Power10 promises some massive improvements over Power9. IBM claims a 3x improvement in both capacity and processor energy efficiency over its previous chip generation within the same power envelope. Power10 also includes a new feature called "memory inception," allowing clusters of physical memory to be shared across a pool of systems. Each system in the pool can access all of the memory, and memory clusters can be scaled up to petabytes in size.

IBM says there's up to a 20x improvement in speed for artificial intelligence workloads compared to Power9, and there's also been a focus on bolstering security.
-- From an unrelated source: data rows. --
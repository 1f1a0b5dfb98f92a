mod common;
mod job_repository_tests;
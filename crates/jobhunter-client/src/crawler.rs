//! Host dispatch engine driving the core hooks around a [`Transport`].
//!
//! For each logical request the crawler:
//! 1. waits for the [`DispatchGate`] (closed while a ban pause is in flight),
//! 2. takes a per-slot concurrency permit,
//! 3. spaces requests to the slot by the governor's current delay,
//! 4. runs `on_request`, sends, then `on_response` / `on_exception`,
//! 5. on `Retry`, sleeps the backoff and goes around again.
//!
//! Attempts for one logical request are strictly sequential.

use std::collections::HashMap;
use std::sync::Arc;
use std::time::{Duration, Instant};

use futures::StreamExt;
use jobhunter_core::config::CrawlConfig;
use jobhunter_core::dispatch::{
    DispatchPipeline, ExceptionAction, RequestDisposition, ResponseAction,
};
use jobhunter_core::error::AppError;
use jobhunter_core::gate::DispatchGate;
use jobhunter_core::metrics::MetricsSink;
use jobhunter_core::request::{CrawlRequest, CrawlResponse};
use jobhunter_core::traits::{DispatchController, Transport};
use tokio::sync::{Mutex, OwnedSemaphorePermit, Semaphore};

/// Final outcome of one logical request.
#[derive(Debug)]
pub struct CrawlResult {
    pub url: String,
    /// Attempts actually sent.
    pub attempts: u32,
    pub outcome: Result<CrawlResponse, AppError>,
}

#[derive(Clone)]
pub struct Crawler<T> {
    transport: T,
    pipeline: DispatchPipeline,
    gate: DispatchGate,
    per_slot: usize,
    honor_backoff: bool,
    /// Next free send time per slot.
    next_send: Arc<Mutex<HashMap<String, Instant>>>,
    limits: Arc<std::sync::Mutex<HashMap<String, Arc<Semaphore>>>>,
}

impl<T: Transport> Crawler<T> {
    pub fn new(transport: T, config: &CrawlConfig, metrics: Arc<dyn MetricsSink>) -> Self {
        let gate = DispatchGate::new();
        let controller: Arc<dyn DispatchController> = Arc::new(gate.clone());
        Self {
            transport,
            pipeline: DispatchPipeline::new(config, Some(controller), metrics),
            gate,
            per_slot: config.throttle.concurrent_per_slot.max(1),
            honor_backoff: true,
            next_send: Arc::new(Mutex::new(HashMap::new())),
            limits: Arc::new(std::sync::Mutex::new(HashMap::new())),
        }
    }

    /// Skip retry backoff sleeps (retries are still sequential).
    pub fn without_backoff(mut self) -> Self {
        self.honor_backoff = false;
        self
    }

    pub fn pipeline(&self) -> &DispatchPipeline {
        &self.pipeline
    }

    pub fn gate(&self) -> &DispatchGate {
        &self.gate
    }

    /// Fetch one logical request through the pipeline, retries included.
    pub async fn fetch(&self, mut request: CrawlRequest) -> CrawlResult {
        let url = request.url.clone();
        loop {
            self.gate.wait_open().await;
            let slot = request.slot_key();
            let permit = self.slot_permit(&slot).await;
            self.wait_for_slot(&slot).await;
            if !self.gate.is_open() {
                continue;
            }

            if let RequestDisposition::Defer(wait) = self.pipeline.on_request(&mut request) {
                drop(permit);
                tokio::time::sleep(wait).await;
                continue;
            }

            let result = self.transport.send(&request).await;
            drop(permit);
            let attempts = request.meta.retry_times + 1;

            let (next, backoff) = match result {
                Ok(response) => match self.pipeline.on_response(&request, response) {
                    ResponseAction::Deliver(response) => {
                        return CrawlResult {
                            url,
                            attempts,
                            outcome: Ok(response),
                        };
                    }
                    ResponseAction::Retry { request, backoff } => (request, backoff),
                },
                Err(error) => match self.pipeline.on_exception(&request, error) {
                    ExceptionAction::Fail(error) => {
                        return CrawlResult {
                            url,
                            attempts,
                            outcome: Err(error),
                        };
                    }
                    ExceptionAction::Retry { request, backoff } => (request, backoff),
                },
            };

            if self.honor_backoff && !backoff.is_zero() {
                tokio::time::sleep(backoff).await;
            }
            request = next;
        }
    }

    /// Fetch many requests with at most `concurrency` logical requests in flight.
    pub async fn crawl_all(&self, requests: Vec<CrawlRequest>, concurrency: usize) -> Vec<CrawlResult> {
        futures::stream::iter(requests)
            .map(|request| self.fetch(request))
            .buffer_unordered(concurrency.max(1))
            .collect()
            .await
    }

    /// Current spacing delay of every slot seen so far.
    pub fn slot_delays(&self) -> Vec<(String, Duration)> {
        self.pipeline.governor().slot_delays()
    }

    /// Stop: abandon any pending ban resume.
    pub fn shutdown(&self) {
        self.pipeline.shutdown();
    }

    async fn slot_permit(&self, slot: &str) -> Option<OwnedSemaphorePermit> {
        let semaphore = {
            let mut limits = self.limits.lock().unwrap_or_else(|p| p.into_inner());
            limits
                .entry(slot.to_string())
                .or_insert_with(|| Arc::new(Semaphore::new(self.per_slot)))
                .clone()
        };
        // Semaphores are never closed.
        semaphore.acquire_owned().await.ok()
    }

    /// Reserve the next send time for `slot` and sleep until it.
    async fn wait_for_slot(&self, slot: &str) {
        let delay = self.pipeline.governor().current_delay(slot);
        let wait = {
            let mut next_send = self.next_send.lock().await;
            let now = Instant::now();
            let at = match next_send.get(slot) {
                Some(&last) => std::cmp::max(last + delay, now),
                None => now,
            };
            next_send.insert(slot.to_string(), at);
            at - now
        };
        if !wait.is_zero() {
            tracing::debug!(%slot, sleep_ms = wait.as_millis() as u64, "Throttling request");
            tokio::time::sleep(wait).await;
        }
    }
}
IBM added "quadruple the number of AES encryption engines per core" while also anticipating "future cryptographic standards like quantum-safe cryptography and fully homomorphic encryption."

"Enterprise-grade hybrid clouds require a robust on-premises and off-site architecture inclusive of hardware and co-optimized software," said Stephen Leonard, GM of IBM Cognitive Systems. "With IBM POWER10 we've designed the premier processor for enterprise hybrid cloud, delivering the performance and security that clients expect from IBM. With our stated goal of making Red Hat OpenShift the default choice for hybrid cloud, IBM POWER10 brings hardware-based capacity and security enhancements for containers to the IT infrastructure level."

Considering that the Summit supercomputer has only dropped to second place on the fastest list and still counts as the fifth most efficient supercomputer operating today, it seems likely a supercomputer using Power10 processors is going to appear and jump immediately to the top of the charts within a few years.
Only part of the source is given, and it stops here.